In an LA Times story, Janet Fletcher (who has written three books about cheese and publishes a free online newsletter called Planet Cheese) reported that the FDA began to enforce drastically lower limits for nontoxigenic E. coli on foreign and domestic raw-milk cheeses.

The ruckus was similar to a flare-up in June when it appeared that the FDA was about to forbid aging cheese on wooden shelves, an artisanal practice.

What is it with the FDA and tasty cheese, anyway? Surely it has more important matters to attend to.

This is the same agency that didn’t have the resources, or will, to properly inspect the Colorado farm that packed the bacteria-contaminated cantaloupe that killed 33 consumers three years ago.

Even though the FDA knew peanut products were a common cause of bacterial illness, it somehow missed the Peanut Corporation of America’s filthy plant in a national inspection blitz.

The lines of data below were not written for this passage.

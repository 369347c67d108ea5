mod cli;
mod error_fmt;
mod run;

use std::path::Path;

use clap::Parser;
use eyre::Result;
use tracing_subscriber::{EnvFilter, Layer, fmt, layer::SubscriberExt, util::SubscriberInitExt};

use crate::cli::{Cli, Commands, FILE_GUARD, JSON_MODE};
use crate::error_fmt::{exit_code_for_error, format_error_json, humanize};

fn main() {
    let cli = Cli::parse();
    let _ = JSON_MODE.set(cli.json);

    if let Err(e) = real_main(cli) {
        if JSON_MODE.get().copied().unwrap_or(false) {
            eprintln!("{}", format_error_json(&e));
        } else {
            eprintln!("{}", humanize(&e));
        }
        tracing::debug!(error = ?e, "exiting with error");
        std::process::exit(exit_code_for_error(&e));
    }
}

fn real_main(cli: Cli) -> Result<()> {
    let _ = color_eyre::install();

    let cfg = powerd_config::load_file(&cli.config)?;
    init_tracing(cli.json, &cli.log_level, &cfg.logging);
    tracing::debug!(config = %cli.config.display(), "config loaded");

    match cli.cmd {
        Commands::Run { max_ticks } => run::run_daemon(&cfg, max_ticks, cli.json),
        Commands::Status => run::status(&cfg, cli.json),
        Commands::Send { name } => run::send(&cfg, &name, cli.json),
        Commands::SelfCheck => run::self_check(&cfg, cli.json),
    }
}

/// Console logs go to stderr (pretty or JSON); `[logging] file` adds a JSON file sink.
fn init_tracing(json: bool, level: &str, logging: &powerd_config::Logging) {
    let console_filter = EnvFilter::try_from_default_env()
        .or_else(|_| EnvFilter::try_new(level))
        .unwrap_or_else(|_| EnvFilter::new("info"));
    let console = if json {
        fmt::layer()
            .json()
            .with_writer(std::io::stderr)
            .with_filter(console_filter)
            .boxed()
    } else {
        fmt::layer()
            .with_writer(std::io::stderr)
            .with_target(false)
            .with_filter(console_filter)
            .boxed()
    };

    let file = logging.file.as_deref().map(|file| {
        let path = Path::new(file);
        let dir = path
            .parent()
            .filter(|p| !p.as_os_str().is_empty())
            .unwrap_or_else(|| Path::new("."));
        let name = path
            .file_name()
            .map_or_else(|| "powerd.log".into(), ToOwned::to_owned);
        let appender = match logging.rotation.as_deref() {
            Some("daily") => tracing_appender::rolling::daily(dir, name),
            Some("hourly") => tracing_appender::rolling::hourly(dir, name),
            _ => tracing_appender::rolling::never(dir, name),
        };
        let (writer, guard) = tracing_appender::non_blocking(appender);
        let _ = FILE_GUARD.set(guard);
        let filter = EnvFilter::try_new(logging.level.as_deref().unwrap_or("info"))
            .unwrap_or_else(|_| EnvFilter::new("info"));
        fmt::layer()
            .json()
            .with_ansi(false)
            .with_writer(writer)
            .with_filter(filter)
            .boxed()
    });

    let _ = tracing_subscriber::registry()
        .with(console)
        .with(file)
        .try_init();
}
use std::ffi::OsString;
use std::path::{Path, PathBuf};
use std::{fs, io::Write};

/// Sibling temp path used while a write is in flight: `<file>.tmp`.
pub fn temp_path(path: &Path) -> PathBuf {
    let mut name = path
        .file_name()
        .map_or_else(|| OsString::from("state"), ToOwned::to_owned);
    name.push(".tmp");
    path.with_file_name(name)
}

/// Replace `path` with `bytes` so that a crash leaves either the old or the new content.
pub fn write_atomic(path: &Path, bytes: &[u8]) -> std::io::Result<()> {
    let tmp = temp_path(path);
    {
        let mut f = fs::File::create(&tmp)?;
        f.write_all(bytes)?;
        f.sync_all()?;
    }
    fs::rename(tmp, path)
}
use assert_cmd::prelude::*;
use predicates::prelude::*;
use rstest::rstest;
use std::fs;
use std::io::{BufRead, BufReader, Write};
use std::net::TcpListener;
use std::path::{Path, PathBuf};
use std::process::Command;
use std::thread;
use tempfile::tempdir;

/// Config with a drive source rooted in `dir` and commands aimed at `bridge`.
fn write_config(dir: &Path, bridge: &str, extra: &str) -> PathBuf {
    let mount = dir.join("mnt_f");
    let state = dir.join("state/power_status.json");
    let toml = format!(
        r#"
[source]
kind = "drive"
path = {mount:?}

[bridge]
timeout_ms = 2000

[timing]
poll_interval_ms = 10
confirm_delay_ms = 0

[state]
file = {state:?}

[commands.ir_1]
kind = "ir"
address = "{bridge}"
payload = "sendir,1:1,1,36000,1,1,32,32"

[sequence]
on = ["ir_1"]
off = ["ir_1"]
{extra}
"#,
        mount = mount.display().to_string(),
        state = state.display().to_string(),
    );
    let path = dir.join("powerd.toml");
    fs::write(&path, toml).unwrap();
    path
}

fn state_file(dir: &Path) -> PathBuf {
    dir.join("state/power_status.json")
}

fn cmd(cfg: &Path) -> Command {
    let mut cmd = Command::cargo_bin("powerd_cli").unwrap();
    cmd.arg("--config").arg(cfg);
    cmd
}

/// Port with nothing listening.
fn closed_port() -> String {
    let l = TcpListener::bind("127.0.0.1:0").unwrap();
    l.local_addr().unwrap().to_string()
}

#[rstest]
#[case(&["--help"], 0, "Usage:", "stdout")]
#[case(&["status"], 0, "unknown", "stdout")]
#[case(&["send", "nope"], 1, "unknown command", "stderr")]
#[case(&["bogus"], 2, "unrecognized subcommand", "stderr")]
fn cli_table_cases(
    #[case] args: &[&str],
    #[case] exit_code: i32,
    #[case] needle: &str,
    #[case] stream: &str,
) {
    let dir = tempdir().unwrap();
    let cfg = write_config(dir.path(), &closed_port(), "");

    let mut cmd = cmd(&cfg);
    for a in args {
        cmd.arg(a);
    }

    let assert = cmd.assert().code(exit_code);
    match stream {
        "stdout" => {
            assert.stdout(predicate::str::contains(needle));
        }
        "stderr" => {
            assert.stderr(predicate::str::contains(needle));
        }
        other => panic!("unknown stream: {other}"),
    }
}

#[test]
fn status_reads_existing_record() {
    let dir = tempdir().unwrap();
    let cfg = write_config(dir.path(), &closed_port(), "");
    fs::create_dir_all(state_file(dir.path()).parent().unwrap()).unwrap();
    fs::write(
        state_file(dir.path()),
        r#"{"state":"on","changed_at":"2026-10-18T12:00:00Z"}"#,
    )
    .unwrap();

    cmd(&cfg)
        .arg("status")
        .assert()
        .success()
        .stdout(predicate::str::contains("ON since 2026-10-18T12:00:00"));

    let out = cmd(&cfg).arg("--json").arg("status").output().unwrap();
    assert!(out.status.success());
    let v: serde_json::Value = serde_json::from_slice(&out.stdout).unwrap();
    assert_eq!(v["state"], "on");
}

#[test]
fn status_never_creates_state_directory() {
    let dir = tempdir().unwrap();
    let cfg = write_config(dir.path(), &closed_port(), "");
    // A regular file where the state directory would go.
    fs::write(dir.path().join("state"), b"").unwrap();

    cmd(&cfg)
        .arg("status")
        .assert()
        .success()
        .stdout(predicate::str::contains("unknown"));
    assert!(dir.path().join("state").is_file());
}

#[test]
fn invalid_config_is_humanized() {
    let dir = tempdir().unwrap();
    let cfg = write_config(dir.path(), &closed_port(), "");
    let text = fs::read_to_string(&cfg)
        .unwrap()
        .replace("poll_interval_ms = 10", "poll_interval_ms = 0");
    fs::write(&cfg, text).unwrap();

    cmd(&cfg)
        .arg("status")
        .assert()
        .code(9)
        .stderr(predicate::str::contains("Configuration is invalid"))
        .stderr(predicate::str::contains("poll_interval_ms"));
}

#[test]
fn missing_config_file_is_reported() {
    let dir = tempdir().unwrap();
    cmd(&dir.path().join("absent.toml"))
        .arg("status")
        .assert()
        .code(9)
        .stderr(predicate::str::contains("could not be read"));
}

#[test]
fn json_errors_are_structured() {
    let dir = tempdir().unwrap();
    let cfg = write_config(dir.path(), &closed_port(), "");
    let out = cmd(&cfg).args(["--json", "send", "ir_1"]).output().unwrap();
    assert_eq!(out.status.code(), Some(5));
    let line = String::from_utf8_lossy(&out.stderr)
        .lines()
        .find(|l| l.contains("\"reason\""))
        .map(str::to_owned)
        .expect("json error line");
    let v: serde_json::Value = serde_json::from_str(&line).unwrap();
    assert_eq!(v["reason"], "ConnectionRefused");
}

#[test]
fn send_delivers_crlf_command_to_bridge() {
    let listener = TcpListener::bind("127.0.0.1:0").unwrap();
    let addr = listener.local_addr().unwrap().to_string();
    let bridge = thread::spawn(move || {
        let (stream, _) = listener.accept().unwrap();
        let mut reader = BufReader::new(stream.try_clone().unwrap());
        let mut line = String::new();
        reader.read_line(&mut line).unwrap();
        let mut w = stream;
        w.write_all(b"completeir,1:1,1\r").unwrap();
        line
    });

    let dir = tempdir().unwrap();
    let cfg = write_config(dir.path(), &addr, "");
    cmd(&cfg)
        .args(["send", "ir_1"])
        .assert()
        .success()
        .stdout(predicate::str::contains("sent ir_1"));

    assert_eq!(bridge.join().unwrap(), "sendir,1:1,1,36000,1,1,32,32\r\n");
}

#[test]
fn send_to_closed_port_exits_with_refused_code() {
    let dir = tempdir().unwrap();
    let cfg = write_config(dir.path(), &closed_port(), "");
    cmd(&cfg)
        .args(["send", "ir_1"])
        .assert()
        .code(5)
        .stderr(predicate::str::contains("refused"));
}

#[test]
fn run_seeds_state_file_without_actuation() {
    let dir = tempdir().unwrap();
    // Unreachable bridge: any actuation attempt would be logged as a failure.
    let cfg = write_config(dir.path(), &closed_port(), "");

    cmd(&cfg)
        .args(["run", "--max-ticks", "3"])
        .assert()
        .success()
        .stdout(predicate::str::contains("0 transitions"));

    let saved = fs::read_to_string(state_file(dir.path())).unwrap();
    let v: serde_json::Value = serde_json::from_str(&saved).unwrap();
    assert_eq!(v["state"], "off");
    assert!(v["changed_at"].is_string());
}

#[test]
fn run_fires_on_confirmed_transition() {
    let dir = tempdir().unwrap();
    let cfg = write_config(dir.path(), &closed_port(), "");
    fs::create_dir_all(state_file(dir.path()).parent().unwrap()).unwrap();
    fs::write(
        state_file(dir.path()),
        r#"{"state":"off","changed_at":"2026-10-18T12:00:00Z"}"#,
    )
    .unwrap();
    // Drive appears: arm on tick 1, confirm on tick 2.
    fs::create_dir(dir.path().join("mnt_f")).unwrap();

    let out = cmd(&cfg)
        .args(["--json", "run", "--max-ticks", "2"])
        .output()
        .unwrap();
    assert!(out.status.success(), "{}", String::from_utf8_lossy(&out.stderr));
    let v: serde_json::Value = serde_json::from_slice(&out.stdout).unwrap();
    assert_eq!(v["transitions"], 1);
    // Bridge is down, but the default policy persists the decided state anyway.
    assert_eq!(v["failed_actuations"], 1);
    assert_eq!(v["state"], "ON");

    let saved = fs::read_to_string(state_file(dir.path())).unwrap();
    assert!(saved.contains(r#""state":"on""#), "{saved}");
}

#[test]
fn self_check_reports_source_level() {
    let dir = tempdir().unwrap();
    let cfg = write_config(dir.path(), &closed_port(), "");
    fs::create_dir(dir.path().join("mnt_f")).unwrap();
    cmd(&cfg)
        .arg("self-check")
        .assert()
        .success()
        .stdout(predicate::str::contains("source ok: ON"));
}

Nine Americans died as a result.

Contaminated eggs from farms owned by Austin Decoster killed nine people in the late 1980s, and the state of Iowa listed his company as a habitual offender, but the FDA failed to inspect its Iowa barns until a salmonella outbreak occurred in 2010 that sickened 2,000 people.

In 2009, the FDA inspected only 1 out of every 1,000 shipments of imported seafood for toxic chemicals. Canada managed to inspect 40 out of every 1,000; Japan 110 out of every 1,000.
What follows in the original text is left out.